What are the Employer’s Risks under the EPC Contract in common?

Under an Engineering, Procurement, and Construction (EPC) contract, the employer, or client, typically transfers a significant portion of project risk to the contractor. However, there are still certain risks that the employer retains. Here are some common risks that an employer may face under an EPC contract:

  1. Design Risk: The employer retains the risk associated with the design of the project. If the design proves to be inadequate or flawed, it can lead to delays, cost overruns, or deficiencies in the final project.
  2. Financial Risk: The employer may face financial risks related to the project. This could include the risk of cost overruns, poor project budgeting, or inadequate financial planning.
  3. Schedule Risk: While the contractor is responsible for project execution and meeting the agreed-upon schedule, the employer may still face schedule-related risks. Delays in obtaining permits, approvals, or other external factors beyond the contractor’s control could impact the project schedule.
  4. Force Majeure Events: Force majeure events, such as natural disasters, political instability, or labor strikes, are typically borne by the employer under an EPC contract. These events can cause delays, interruptions, or additional costs for the project.
  5. Change in Scope: If the employer requests changes to the project scope or specifications, it can introduce risks.

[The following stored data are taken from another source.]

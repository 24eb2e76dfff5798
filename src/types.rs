use crate::AdviceError;
use crate::consts::{HEMISPHERE_SHIFT, MAX_MONTH, MONTH_NAMES, SEASON_COUNT};
use crate::prelude::*;
use serde::{Deserialize, Serialize};
use std::str::FromStr;

/// A calendar month, guaranteed to be in the range `1..=MAX_MONTH` (1..=12)
#[derive(Debug, Clone, Copy, PartialEq, Eq, PartialOrd, Ord, Hash, Display, Serialize, Deserialize)]
#[serde(try_from = "u8", into = "u8")]
#[repr(u8)]
pub enum Month {
    January = 1,
    February = 2,
    March = 3,
    April = 4,
    May = 5,
    June = 6,
    July = 7,
    August = 8,
    September = 9,
    October = 10,
    November = 11,
    December = 12,
}

impl Month {
    /// All months in calendar order
    pub const ALL: [Self; 12] = [
        Self::January,
        Self::February,
        Self::March,
        Self::April,
        Self::May,
        Self::June,
        Self::July,
        Self::August,
        Self::September,
        Self::October,
        Self::November,
        Self::December,
    ];

    /// Creates a new Month, validating that it's within `1..=MAX_MONTH`
    ///
    /// # Errors
    /// Returns `AdviceError::MonthOutOfRange` if the value is 0 or > `MAX_MONTH`.
    pub fn new(value: i64) -> Result<Self, AdviceError> {
        if !(1..=i64::from(MAX_MONTH)).contains(&value) {
            return Err(AdviceError::MonthOutOfRange(value));
        }
        usize::try_from(value - 1)
            .ok()
            .and_then(|idx| Self::ALL.get(idx).copied())
            .ok_or(AdviceError::MonthOutOfRange(value))
    }

    /// Looks up a canonical lowercase name such as `"march"`
    pub fn from_name(name: &str) -> Option<Self> {
        Self::ALL.into_iter().find(|month| month.name() == name)
    }

    /// Returns the month number (1..=12)
    #[inline]
    pub const fn get(self) -> u8 {
        self as u8
    }

    /// Returns the canonical lowercase name
    pub const fn name(self) -> &'static str {
        MONTH_NAMES[self as usize]
    }

    /// Zero-based position, used to index the season tables
    #[inline]
    pub(crate) const fn index(self) -> usize {
        self as usize - 1
    }
}

impl TryFrom<u8> for Month {
    type Error = AdviceError;

    fn try_from(value: u8) -> Result<Self, Self::Error> {
        Self::new(i64::from(value))
    }
}

impl From<Month> for u8 {
    fn from(month: Month) -> Self {
        month.get()
    }
}

/// One of the four seasons, in cyclic order starting at Winter
#[derive(Debug, Clone, Copy, PartialEq, Eq, Hash, Display, Serialize, Deserialize)]
#[serde(rename_all = "lowercase")]
pub enum Season {
    Winter,
    Spring,
    Summer,
    Autumn,
}

impl Season {
    /// All seasons in cyclic order
    pub const ALL: [Self; 4] = [Self::Winter, Self::Spring, Self::Summer, Self::Autumn];

    /// Position in the cycle Winter, Spring, Summer, Autumn
    pub const fn position(self) -> u8 {
        match self {
            Self::Winter => 0,
            Self::Spring => 1,
            Self::Summer => 2,
            Self::Autumn => 3,
        }
    }

    /// The season `steps` positions further along the cycle
    pub const fn shifted(self, steps: u8) -> Self {
        match (self.position() + steps % SEASON_COUNT) % SEASON_COUNT {
            0 => Self::Winter,
            1 => Self::Spring,
            2 => Self::Summer,
            _ => Self::Autumn,
        }
    }

    /// The same month's season in the other hemisphere
    pub const fn opposite(self) -> Self {
        self.shifted(HEMISPHERE_SHIFT)
    }

    /// Forward distance along the cycle from `self` to `other`
    pub const fn distance_to(self, other: Self) -> u8 {
        (other.position() + SEASON_COUNT - self.position()) % SEASON_COUNT
    }
}

/// Which half of the globe the garden is in
#[derive(Debug, Clone, Copy, Default, PartialEq, Eq, Hash, Display, Serialize, Deserialize)]
#[serde(rename_all = "lowercase")]
pub enum Hemisphere {
    #[default]
    Northern,
    Southern,
}

impl FromStr for Hemisphere {
    type Err = AdviceError;

    fn from_str(s: &str) -> Result<Self, Self::Err> {
        match s.trim().to_lowercase().as_str() {
            "northern" | "north" | "n" => Ok(Self::Northern),
            "southern" | "south" | "s" => Ok(Self::Southern),
            _ => Err(AdviceError::InvalidHemisphere(s.to_owned())),
        }
    }
}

These risks include potential delays, cost increases, or impacts on the overall project quality.
  6. Performance Risk: The employer may face risks related to the performance of the completed project. This could include defects, deficiencies, or non-compliance with specified standards or requirements.

It’s important to note that the allocation of risks can vary depending on the specific terms and conditions of the EPC contract. The contract should clearly define the risks allocated to each party and the mechanisms for managing and mitigating those risks. It is advisable for employers to carefully review and negotiate the terms of an EPC contract to ensure that their specific risks and interests are adequately addressed.